Je passe ma journée à jouer au Monopoly avec Eliott qui trouve les vacances interminables. Cette année nous ne partons pas, papa est sur une grosse affaire et son client a exigé qu'il reste dans le coin. Contrairement à Eliott je ne m'ennuie jamais, je passe beaucoup de temps à lire, à écrire, à dessiner, à peindre, je peux rester des heures assise dans un parc à observer le ciel et ce qui se passe autour de moi, c'est une véritable source d'inspiration, j'ai toujours mon carnet de dessin sur moi et griffonne tout ce qui me passe par la tête. Je suis bénévole dans un centre qui sert des repas aux sans-abris. Deux soirs par semaine, je fais le tour de Boston pour essayer de distribuer du bonheur autour de moi. Je participe autant que je le peux aux événements encadrés par la paroisse de mon quartier.

Tout ça est bien peu, j'aimerai faire davantage et me consacrer entièrement aux gens dans le besoin, mais mes parents ne voient pas ça d'un bon œil. Ils m'ont imposé certaines limites.

J'ai conscience qu'une fois à l'université j'aurais beaucoup moins de temps à accorder aux autres, alors je profite de ce dernier été pour me rendre utile. Le soir venu, j'enfile une robe longue, une paire de sandales et détache mes cheveux.

_ Tu ne dînes pas avec nous ? C'est une question et une affirmation à la fois.
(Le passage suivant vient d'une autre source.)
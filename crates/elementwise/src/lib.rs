//! Elementwise arithmetic and activations registered as candle custom ops.
//!
//! Functions without a trailing underscore allocate a new tensor; `add_`,
//! `sub_`, `mul_` and `div_` mutate their first operand.

pub mod binary;
pub mod unary;

pub use binary::{add, add_, binary, binary_, div, div_, mul, mul_, sub, sub_, BinaryKind};
pub use unary::{gelu_tanh, sigmoid, tanh, unary, UnaryKind};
Ma mère sait pertinemment que comme tous les mardis soirs, je distribue des repas.

_ Quand tu rentreras on pourra regarder un dessin animé ?

_ Bien sûr Eliott.

_ Tu es la meilleure des sœurs.

_ Merci mon petit cœur.

_ Sois prudente ! S'exclament mes parents en chœur.

Avec ce qu'il m'est arrivée il y a trois ans, mes parents ont toutes les raisons du monde d'avoir peur, moi-même j'y pense continuellement et j'ai du mal à faire confiance, mais ça ne m'empêche pas d'aller de l'avant et de continuer à vivre comme avant.

Le van de Jake est plein à craquer, nous allons encore faire des heureux ce soir. Même si c'est l'été et qu'il fait chaud, on a tous besoin de manger et je suis contre ceux qui pensent que les repas doivent être servis seulement durant l'hiver. Jake est le président de l'association pour laquelle j'œuvre depuis plusieurs années, je ne sais pas grand-chose de lui car il reste très discret, je sais juste qu'il a hérité à la mort prématurée de ses parents, qu'il est en possession d'une petite fortune et qu'il en fait profiter beaucoup de monde autour de lui.

_ Comment vas-tu Lou ?

_ Ça va, j'ai commencé les cours de Krav-maga ce matin comme tu me l'avait conseillé et bien figures toi que ça m'a l'air pas mal du tout. Ce qui est bien, c'est que j'ai une marge de progression énorme.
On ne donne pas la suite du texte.